=== THE TASK ===
Each line from the opening of the records that follow to the line with "real home directory." needs to be written out exactly. Add nothing.

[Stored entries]
*****
//! css-doctor library — exposes modules for integration testing.

#![cfg_attr(test, allow(clippy::expect_used))]

pub mod app;
pub mod application;
pub mod cli;
pub mod commands;
pub mod domain;
pub mod infra;
pub mod output;
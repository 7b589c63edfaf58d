//! Application layer — port trait definitions and use-case orchestration.
//!
//! This module depends only on `crate::domain` — never on `crate::infra`,
//! `crate::commands`, or `crate::output`.

pub mod ports;
pub mod services;

pub use ports::{AssetFiles, CommandRunner, ConfigStore, ProgressReporter, StyleCompiler};
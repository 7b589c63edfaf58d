//! Integration tests for argument parsing and configuration handling.

#![allow(clippy::expect_used)]

use std::fs;

use assert_cmd::Command;
use predicates::prelude::*;
use tempfile::TempDir;

/// A `css-doctor` command isolated from the real home directory.
fn css_doctor(home: &TempDir) -> Command {
    let mut cmd = Command::new(assert_cmd::cargo::cargo_bin!("css-doctor"));
    cmd.env("NO_COLOR", "1")
        .env("HOME", home.path())
        .env_remove("CSS_DOCTOR_CONFIG")
        .env_remove("CSS_DOCTOR_LOG");
    cmd
}

#[test]
fn test_cli_help_flag_shows_help() {
    let home = TempDir::new().expect("tempdir");
    css_doctor(&home)
        .arg("--help")
        .assert()
        .success()
        .stdout(predicate::str::contains("Usage:"))
        .stdout(predicate::str::contains("diagnose"))
        .stdout(predicate::str::contains("config"));
}

#[test]
fn test_cli_version_flag_shows_version() {
    let home = TempDir::new().expect("tempdir");
    css_doctor(&home)
        .arg("--version")
        .assert()
        .success()
        .stdout(predicate::str::contains("css-doctor 0.1.0"));
}

#[test]
fn test_cli_unknown_subcommand_fails() {
    let home = TempDir::new().expect("tempdir");
    css_doctor(&home)
        .arg("frobnicate")
        .assert()
        .code(2)
        .stderr(predicate::str::contains("unrecognized subcommand"));
}

#[test]
fn test_config_path_defaults_to_home() {
    let home = TempDir::new().expect("tempdir");
    let expected = home.path().join(".css-doctor").join("config.yaml");
    css_doctor(&home)
        .args(["config", "path"])
        .assert()
        .success()
        .stdout(predicate::str::contains(expected.display().to_string()));
}

#[test]
fn test_config_path_honours_flag() {
    let home = TempDir::new().expect("tempdir");
    let file = home.path().join("doctor.yaml");
    fs::write(&file, "root: /srv/shop\n").expect("write");

    css_doctor(&home)
        .args(["config", "path", "--config"])
        .arg(&file)
        .assert()
        .success()
        .stdout(predicate::str::contains(file.display().to_string()));
}

#[test]
fn test_config_path_honours_env() {
    let home = TempDir::new().expect("tempdir");
    let file = home.path().join("from-env.yaml");
    fs::write(&file, "root: /srv/shop\n").expect("write");

    css_doctor(&home)
        .env("CSS_DOCTOR_CONFIG", &file)
        .args(["config", "path"])
        .assert()
        .success()
        .stdout(predicate::str::contains("from-env.yaml"));
}

#[test]
fn test_config_show_without_file_prints_defaults() {
    let home = TempDir::new().expect("tempdir");
    css_doctor(&home)
        .args(["config", "show"])
        .assert()
        .success()
        .stdout(predicate::str::contains("(not found, defaults)"))
        .stdout(predicate::str::contains("/home/deptrujillob2c/public_html"))
        .stdout(predicate::str::contains(
            "/home/deptrujillob2c/public_html/pub/static/frontend/Olegnax/athlete2/*/en_US/css/styles-*.css",
        ));
}

#[test]
fn test_config_show_reflects_file_overrides() {
    let home = TempDir::new().expect("tempdir");
    let file = home.path().join("doctor.yaml");
    fs::write(
        &file,
        "root: /srv/shop\ntheme:\n  vendor: Acme\n  name: sport\n  locale: es_CO\n",
    )
    .expect("write");

    css_doctor(&home)
        .args(["--config"])
        .arg(&file)
        .args(["config", "show"])
        .assert()
        .success()
        .stdout(predicate::str::contains(
            "/srv/shop/app/design/frontend/Acme/sport/web/css",
        ))
        .stdout(predicate::str::contains(
            "/srv/shop/pub/static/frontend/Acme/sport/*/es_CO/css/styles-*.css",
        ));
}

#[test]
fn test_missing_explicit_config_is_an_error() {
    let home = TempDir::new().expect("tempdir");
    css_doctor(&home)
        .args(["--config", "/nonexistent/css-doctor.yaml", "config", "show"])
        .assert()
        .code(1)
        .stderr(predicate::str::contains("Error: cannot read /nonexistent/css-doctor.yaml"));
}

#[test]
fn test_malformed_config_is_an_error() {
    let home = TempDir::new().expect("tempdir");
    let file = home.path().join("broken.yaml");
    fs::write(&file, "root: [unterminated\n").expect("write");

    css_doctor(&home)
        .arg("--config")
        .arg(&file)
        .arg("diagnose")
        .assert()
        .code(1)
        .stderr(predicate::str::contains("cannot parse"));
}

#[test]
fn test_invalid_config_values_are_rejected() {
    let home = TempDir::new().expect("tempdir");
    let file = home.path().join("relative.yaml");
    fs::write(&file, "root: public_html\n").expect("write");

    css_doctor(&home)
        .arg("--config")
        .arg(&file)
        .arg("diagnose")
        .assert()
        .code(1)
        .stderr(predicate::str::contains("invalid configuration"))
        .stderr(predicate::str::contains("absolute path"));
}

// --- Colour flags ---

/// Config rooted in the temp home so `diagnose` never touches a real storefront.
fn isolated_config(home: &TempDir) -> std::path::PathBuf {
    let file = home.path().join("doctor.yaml");
    fs::write(
        &file,
        format!(
            "root: {}\ncompiler:\n  program: /nonexistent/lessc\nstatus_command:\n  program: /nonexistent/php\n",
            home.path().display()
        ),
    )
    .expect("write");
    file
}

#[test]
fn test_no_color_env_set_to_one_runs_diagnosis_without_ansi() {
    let home = TempDir::new().expect("tempdir");
    let config = isolated_config(&home);
    css_doctor(&home)
        .env("NO_COLOR", "1")
        .arg("--config")
        .arg(&config)
        .arg("diagnose")
        .assert()
        .success()
        .stdout(predicate::str::contains("DIAGNOSIS COMPLETE"))
        .stdout(predicate::str::contains("\x1b[").not());
}

#[test]
fn test_no_color_env_set_but_empty_is_accepted() {
    let home = TempDir::new().expect("tempdir");
    css_doctor(&home)
        .env("NO_COLOR", "")
        .args(["config", "path"])
        .assert()
        .success();
}

#[test]
fn test_no_color_flag_runs_diagnosis_without_ansi() {
    let home = TempDir::new().expect("tempdir");
    let config = isolated_config(&home);
    css_doctor(&home)
        .env_remove("NO_COLOR")
        .arg("--no-color")
        .arg("--config")
        .arg(&config)
        .assert()
        .success()
        .stdout(predicate::str::contains("STEP 5: Proposed Fix"))
        .stdout(predicate::str::contains("\x1b[").not());
}
//! Port trait definitions for the Application layer.
//!
//! Ports are the interfaces (contracts) that infrastructure must fulfill.
//! This file imports only from `crate::domain` — never from `crate::infra`,
//! `crate::commands`, or `crate::output`.

use std::path::{Path, PathBuf};
use std::process::Output;
use std::time::Duration;

use anyhow::Result;

use crate::domain::{CompileOutcome, DoctorConfig, FileEntry, LessVariables};

// ── Command Runner Port ───────────────────────────────────────────────────────

/// Abstracts process execution so infrastructure can be swapped or mocked.
#[allow(async_fn_in_trait)]
pub trait CommandRunner {
    /// Run a program and capture its output.
    ///
    /// # Errors
    ///
    /// Returns an error if the process cannot be spawned or exceeds `timeout`.
    /// On timeout, the child process must be killed (not left orphaned).
    async fn run_with_timeout(
        &self,
        program: &str,
        args: &[&str],
        timeout: Duration,
    ) -> Result<Output>;

    /// Run a program from `dir` and capture its output.
    ///
    /// # Errors
    ///
    /// Same as [`CommandRunner::run_with_timeout`].
    async fn run_in_dir(
        &self,
        dir: &Path,
        program: &str,
        args: &[&str],
        timeout: Duration,
    ) -> Result<Output>;
}

// ── Style Compiler Port ───────────────────────────────────────────────────────

/// Compiles a LESS source with variables defined before parsing.
///
/// Implementations never fail: every problem is a [`CompileOutcome::Failure`].
#[allow(async_fn_in_trait)]
pub trait StyleCompiler {
    async fn compile(&self, source: &Path, variables: &LessVariables) -> CompileOutcome;
}

// ── Filesystem Port ───────────────────────────────────────────────────────────

/// Read-only access to the storefront tree.
pub trait AssetFiles {
    /// Read a text file, returning `None` when nothing exists at `path`.
    ///
    /// # Errors
    ///
    /// Returns an error if the path exists but cannot be read as UTF-8 text.
    fn read_to_string(&self, path: &Path) -> Result<Option<String>>;

    /// Resolve a wildcard pattern to the regular files it matches, sorted by path.
    ///
    /// # Errors
    ///
    /// Returns an error if the pattern itself is invalid.
    fn glob_files(&self, pattern: &str) -> Result<Vec<FileEntry>>;
}

// ── Progress Reporting Port ───────────────────────────────────────────────────

/// Abstracts progress reporting so services can emit events without
/// depending on the Presentation layer. Sync trait — no async needed.
pub trait ProgressReporter {
    /// Emit an in-progress step message.
    fn step(&self, message: &str);
    /// Emit a success message.
    fn success(&self, message: &str);
}

// ── Config Port ───────────────────────────────────────────────────────────────

/// Abstracts where the configuration lives and how it is loaded.
pub trait ConfigStore {
    /// Load the configuration, falling back to defaults when the default
    /// location holds no file.
    ///
    /// # Errors
    ///
    /// Returns an error if an existing file cannot be read or parsed, or if an
    /// explicitly requested file is missing.
    fn load(&self) -> Result<DoctorConfig>;

    /// Location of the configuration file (which may not exist).
    ///
    /// # Errors
    ///
    /// Returns an error if the home directory cannot be determined.
    fn path(&self) -> Result<PathBuf>;

    /// Whether a file exists at [`ConfigStore::path`].
    ///
    /// # Errors
    ///
    /// Same as [`ConfigStore::path`].
    fn has_file(&self) -> Result<bool>;
}
//! `css-doctor config` — inspect the effective configuration.

use std::io::Write;

use anyhow::{Context, Result};
use clap::Subcommand;

use crate::app::AppContext;

/// Config subcommands.
#[derive(Subcommand)]
pub enum ConfigCommand {
    /// Show the effective configuration and derived paths
    Show,
    /// Print the configuration file location
    Path,
}

/// Run a config subcommand.
///
/// # Errors
///
/// Returns an error if the configuration cannot be serialized or written.
pub fn run(app: &AppContext, cmd: &ConfigCommand) -> Result<()> {
    let stdout = std::io::stdout();
    let mut out = stdout.lock();
    match cmd {
        ConfigCommand::Show => app
            .renderer()
            .render_config(&app.config, &app.config_path, app.config_found, &mut out)
            .context("writing configuration"),
        ConfigCommand::Path => writeln!(out, "{}", app.config_path.display())
            .context("writing configuration path"),
    }
}
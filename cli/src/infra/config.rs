//! Infrastructure implementation of the `ConfigStore` port.

use std::path::PathBuf;

use anyhow::{Context, Result};

use crate::application::ports::ConfigStore;
use crate::domain::DoctorConfig;

/// Production implementation of `ConfigStore` that reads a YAML file on disk.
///
/// An explicit path (from `--config` or `CSS_DOCTOR_CONFIG`) must exist; the
/// default `~/.css-doctor/config.yaml` is optional.
pub struct YamlConfigStore {
    explicit: Option<PathBuf>,
}

impl YamlConfigStore {
    #[must_use]
    pub fn new(explicit: Option<PathBuf>) -> Self {
        Self { explicit }
    }
}

impl ConfigStore for YamlConfigStore {
    fn load(&self) -> Result<DoctorConfig> {
        let path = self.path()?;
        if self.explicit.is_none() && !self.has_file()? {
            tracing::debug!(path = %path.display(), "no config file, using defaults");
            return Ok(DoctorConfig::default());
        }
        tracing::debug!(path = %path.display(), "loading config");
        let content = std::fs::read_to_string(&path)
            .with_context(|| format!("cannot read {}", path.display()))?;
        let config: DoctorConfig = serde_yaml::from_str(&content)
            .with_context(|| format!("cannot parse {}", path.display()))?;
        config
            .validate()
            .with_context(|| format!("invalid configuration in {}", path.display()))?;
        Ok(config)
    }

    fn path(&self) -> Result<PathBuf> {
        if let Some(path) = &self.explicit {
            return Ok(path.clone());
        }
        let home =
            dirs::home_dir().ok_or_else(|| anyhow::anyhow!("cannot determine home directory"))?;
        Ok(home.join(".css-doctor").join("config.yaml"))
    }

    fn has_file(&self) -> Result<bool> {
        Ok(self.path()?.is_file())
    }
}
//! Filesystem infrastructure — implements `AssetFiles` over the local disk.

use std::io::ErrorKind;
use std::path::Path;

use anyhow::{Context, Result};

use crate::application::ports::AssetFiles;
use crate::domain::FileEntry;

/// Production filesystem implementation of `AssetFiles`.
pub struct LocalFs;

impl AssetFiles for LocalFs {
    fn read_to_string(&self, path: &Path) -> Result<Option<String>> {
        match std::fs::read_to_string(path) {
            Ok(text) => Ok(Some(text)),
            Err(e) if e.kind() == ErrorKind::NotFound => Ok(None),
            Err(e) => Err(e).with_context(|| format!("reading file {}", path.display())),
        }
    }

    fn glob_files(&self, pattern: &str) -> Result<Vec<FileEntry>> {
        let paths =
            glob::glob(pattern).with_context(|| format!("invalid glob pattern {pattern}"))?;

        let mut entries = Vec::new();
        for item in paths {
            let path = match item {
                Ok(path) => path,
                Err(e) => {
                    tracing::warn!(error = %e, "skipping unreadable glob entry");
                    continue;
                }
            };
            match std::fs::metadata(&path) {
                Ok(meta) if meta.is_file() => entries.push(FileEntry {
                    path,
                    size: meta.len(),
                }),
                Ok(_) => tracing::debug!(path = %path.display(), "skipping non-file match"),
                Err(e) => {
                    tracing::warn!(path = %path.display(), error = %e, "cannot stat glob match");
                }
            }
        }
        entries.sort_by(|a, b| a.path.cmp(&b.path));
        Ok(entries)
    }
}
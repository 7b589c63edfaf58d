//! CLI argument parsing with clap derive

use std::path::PathBuf;

use anyhow::Result;
use clap::{Parser, Subcommand};

use crate::app::{AppContext, AppFlags};
use crate::commands;

/// Diagnose why storefront CSS compilation produces empty or stale output
#[derive(Parser)]
#[command(name = "css-doctor", version, propagate_version = true)]
pub struct Cli {
    /// Configuration file (default: ~/.css-doctor/config.yaml)
    #[arg(long, global = true, env = "CSS_DOCTOR_CONFIG", value_name = "FILE")]
    pub config: Option<PathBuf>,

    /// Disable colored output
    #[arg(
        long,
        global = true,
        env = "NO_COLOR",
        value_parser = clap::builder::FalseyValueParser::new()
    )]
    pub no_color: bool,

    #[command(subcommand)]
    pub command: Option<Command>,
}

#[derive(Subcommand)]
pub enum Command {
    /// Run the five-step CSS compilation diagnosis (default)
    Diagnose,

    /// Inspect configuration
    #[command(subcommand)]
    Config(commands::config::ConfigCommand),
}

impl Cli {
    /// Execute the CLI command.
    ///
    /// # Errors
    ///
    /// Returns an error if the configuration is unusable or output fails.
    pub async fn run(self) -> Result<()> {
        let Cli {
            config,
            no_color,
            command,
        } = self;
        let app = AppContext::new(&AppFlags { config, no_color })?;
        match command.unwrap_or(Command::Diagnose) {
            Command::Diagnose => commands::diagnose::run(&app).await,
            Command::Config(cmd) => commands::config::run(&app, &cmd),
        }
    }
}
//! Infrastructure layer — concrete implementations of application port traits.
//!
//! This module contains all I/O-performing code: process execution, the
//! `lessc` adapter, filesystem access, and configuration loading.
//!
//! Imports from `crate::domain` and `crate::application::ports` are allowed.
//! Imports from `crate::commands` or `crate::output` are forbidden.

pub mod command_runner;
pub mod config;
pub mod fs;
pub mod lessc;
//! Property-based tests for the pure text helpers used by the report.

use css_doctor::domain::diagnosis::{char_prefix, first_lines, group_thousands};
use proptest::prelude::*;

proptest! {
    #[test]
    fn prop_char_prefix_is_prefix_with_bounded_length(text in ".{0,200}", n in 0usize..300) {
        let prefix = char_prefix(&text, n);
        prop_assert!(text.starts_with(prefix));
        prop_assert_eq!(prefix.chars().count(), n.min(text.chars().count()));
    }

    #[test]
    fn prop_first_lines_is_prefix_with_at_most_n_lines(
        lines in proptest::collection::vec("[^\n]{0,20}", 0..80),
        n in 0usize..60,
    ) {
        let text = lines.join("\n");
        let excerpt = first_lines(&text, n);
        prop_assert!(text.starts_with(excerpt));
        prop_assert!(excerpt.split_inclusive('\n').count() <= n);
        if text.split_inclusive('\n').count() <= n {
            prop_assert_eq!(excerpt, text.as_str());
        }
    }

    #[test]
    fn prop_group_thousands_round_trips_digits(n in any::<u64>()) {
        let grouped = group_thousands(n);
        prop_assert_eq!(grouped.replace(',', ""), n.to_string());
        for (i, group) in grouped.split(',').enumerate() {
            if i == 0 {
                prop_assert!((1..=3).contains(&group.len()));
            } else {
                prop_assert_eq!(group.len(), 3);
            }
        }
    }
}
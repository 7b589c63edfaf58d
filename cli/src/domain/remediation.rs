//! Fixed remediation advice printed at the end of every diagnosis.
//!
//! The advice never depends on what the earlier steps found; configuration
//! only fills in paths and names.

use crate::domain::config::DoctorConfig;

/// One suggested way out, with the text printed under its title.
#[derive(Debug, Clone, PartialEq, Eq)]
pub struct RemediationOption {
    pub title: String,
    pub lines: Vec<String>,
}

/// The three remediation options, most recommended first.
#[derive(Debug, Clone, PartialEq, Eq)]
pub struct RemediationPlan {
    pub options: Vec<RemediationOption>,
}

/// Build the remediation text for `config`.
#[must_use]
pub fn remediation_plan(config: &DoctorConfig) -> RemediationPlan {
    let vendor = &config.theme.vendor;
    let theme = &config.theme.name;
    let locale = &config.theme.locale;
    let site = &config.site_url;

    RemediationPlan {
        options: vec![
            RemediationOption {
                title: "Full Static Content Deployment (RECOMMENDED)".to_string(),
                lines: vec![
                    "Run these commands:".to_string(),
                    String::new(),
                    format!("cd {}", config.root.display()),
                    "php bin/magento cache:clean".to_string(),
                    format!("rm -rf pub/static/frontend/{vendor}/*"),
                    "rm -rf var/view_preprocessed/*".to_string(),
                    format!(
                        "php bin/magento setup:static-content:deploy {locale} -f --theme {vendor}/{theme} -j 4"
                    ),
                    "php bin/magento cache:flush".to_string(),
                ],
            },
            RemediationOption {
                title: "Developer Mode Auto-Generation".to_string(),
                lines: vec![
                    "If in developer mode, access the site with different user agents:".to_string(),
                    format!("- Mobile: {site} (with mobile user agent)"),
                    format!("- Desktop: {site} (with desktop user agent)"),
                ],
            },
            RemediationOption {
                title: "Manual CSS File Creation (QUICK FIX)".to_string(),
                lines: vec![
                    "Create the CSS file manually from the compiled output above".to_string(),
                ],
            },
        ],
    }
}
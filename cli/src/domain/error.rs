//! Typed domain error enums.
//!
//! This module has zero imports from `crate::infra`, `crate::commands`,
//! `crate::application`, `tokio`, `std::fs`, `std::process`, or `std::net`.
//! All error types implement `thiserror::Error` and convert to `anyhow::Error`
//! via the `?` operator.

use thiserror::Error;

// ── Config errors ─────────────────────────────────────────────────────────────

/// Errors raised when a loaded configuration cannot drive a diagnosis.
#[derive(Debug, Error)]
pub enum ConfigError {
    #[error("root must be an absolute path, got '{0}'")]
    RelativeRoot(String),

    #[error("{field} must be a single non-empty path segment, got '{value}'")]
    InvalidThemeSegment { field: &'static str, value: String },

    #[error("compiler.program must not be empty")]
    EmptyCompiler,

    #[error("status_command.program must not be empty")]
    EmptyStatusCommand,

    #[error("{0} must be at least 1")]
    ZeroLimit(&'static str),

    #[error("variant '{0}' has no source file")]
    EmptyVariantSource(String),
}

// ── Command errors ────────────────────────────────────────────────────────────

/// Failures of an external process that never produced a usable result.
///
/// Infrastructure returns these inside `anyhow::Error`; callers that need to
/// tell them apart use `downcast_ref`.
#[derive(Debug, Error)]
pub enum CommandError {
    #[error("failed to start {program}: {reason}")]
    Spawn { program: String, reason: String },

    #[error("{program} timed out after {secs}s")]
    Timeout { program: String, secs: u64 },
}

impl CommandError {
    /// Short, stable name of the failure used as a compile failure kind.
    #[must_use]
    pub fn kind(&self) -> &'static str {
        match self {
            Self::Spawn { .. } => "SpawnError",
            Self::Timeout { .. } => "TimeoutError",
        }
    }
}
//! Domain layer — pure diagnosis types, configuration schema, and text helpers.
//!
//! This module has zero imports from `crate::infra`, `crate::commands`,
//! `crate::application`, `tokio`, `std::fs`, `std::process`, or `std::net`.
//! All functions are synchronous and take data in, returning data out.

pub mod config;
pub mod diagnosis;
pub mod error;
pub mod remediation;

pub use config::{DoctorConfig, LessVariables, VariableValue, VariantConfig};
pub use diagnosis::{
    CompileAttempt, CompileOutcome, CompiledStyle, DeployedArtifact, DeployedListing,
    DiagnosisReport, FileEntry, InspectMode, ModeQuery, SourceContent, SourceInspection,
};
pub use error::{CommandError, ConfigError};
pub use remediation::{RemediationOption, RemediationPlan, remediation_plan};
//! Output formatting module

pub mod human;
pub mod reporter;
pub mod styles;

use console::Term;
pub use human::HumanRenderer;
pub use reporter::TerminalReporter;
pub use styles::{Mark, Styles};

/// Output context carrying styling and terminal state.
pub struct OutputContext {
    /// Stylesheet for colored output.
    pub styles: Styles,
    /// Whether stdout is a TTY.
    pub is_tty: bool,
    /// Whether stderr is a TTY (progress goes there).
    pub stderr_is_tty: bool,
}

impl OutputContext {
    /// Create output context based on CLI flags and environment.
    #[must_use]
    pub fn new(no_color: bool) -> Self {
        let is_tty = Term::stdout().is_term();
        let use_colors = !no_color && is_tty && std::env::var("NO_COLOR").is_err();

        let styles = if use_colors {
            Styles::colored()
        } else {
            Styles::default()
        };

        Self {
            styles,
            is_tty,
            stderr_is_tty: Term::stderr().is_term(),
        }
    }

    /// Context with no colors and no progress, for rendering into buffers.
    #[must_use]
    pub fn plain() -> Self {
        Self {
            styles: Styles::default(),
            is_tty: false,
            stderr_is_tty: false,
        }
    }

    /// Check if progress indicators should be shown.
    #[must_use]
    pub fn show_progress(&self) -> bool {
        self.stderr_is_tty
    }
}
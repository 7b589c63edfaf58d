//! `css-doctor diagnose` — the five-step CSS compilation diagnosis.

use std::io::Write;

use anyhow::{Context, Result};

use crate::app::AppContext;
use crate::application::ports::{AssetFiles, CommandRunner, StyleCompiler};
use crate::application::services::css_doctor::run_diagnosis;
use crate::domain::DoctorConfig;
use crate::infra::fs::LocalFs;
use crate::infra::lessc::LesscCompiler;
use crate::output::{HumanRenderer, OutputContext, TerminalReporter};

/// Run `css-doctor diagnose` against the real filesystem, `lessc` and shell.
///
/// # Errors
///
/// Returns an error only if the report cannot be written to stdout.
pub async fn run(app: &AppContext) -> Result<()> {
    let compiler = LesscCompiler::new(&app.runner, &app.config.compiler);
    let stdout = std::io::stdout();
    let mut out = stdout.lock();
    run_with(&app.output, &app.config, &LocalFs, &compiler, &app.runner, &mut out).await
}

/// Run the diagnosis with injected ports and render it to `out`.
///
/// # Errors
///
/// Returns an error only if writing to `out` fails.
pub async fn run_with(
    ctx: &OutputContext,
    config: &DoctorConfig,
    files: &impl AssetFiles,
    compiler: &impl StyleCompiler,
    cmd_runner: &impl CommandRunner,
    out: &mut impl Write,
) -> Result<()> {
    let report = {
        let reporter = TerminalReporter::new(ctx);
        run_diagnosis(config, files, compiler, cmd_runner, &reporter).await
    };

    HumanRenderer::new(ctx, config.preview_chars)
        .render_diagnosis(&report, out)
        .context("writing diagnosis report")?;
    out.flush().context("flushing diagnosis report")
}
*****
=== FINAL ANSWER ===
//! css-doctor library — exposes modules for integration testing.

#![cfg_attr(test, allow(clippy::expect_used))]

pub mod app;
pub mod application;
pub mod cli;
pub mod commands;
pub mod domain;
pub mod infra;
pub mod output;
repository 7b589c63edfaf58d
//! Application layer — port trait definitions and use-case orchestration.
//!
//! This module depends only on `crate::domain` — never on `crate::infra`,
//! `crate::commands`, or `crate::output`.

pub mod ports;
pub mod services;

pub use ports::{AssetFiles, CommandRunner, ConfigStore, ProgressReporter, StyleCompiler};
repository 7b589c63edfaf58d
//! Integration tests for argument parsing and configuration handling.

#![allow(clippy::expect_used)]

use std::fs;

use assert_cmd::Command;
use predicates::prelude::*;
use tempfile::TempDir;

/// A `css-doctor` command isolated from the real home directory.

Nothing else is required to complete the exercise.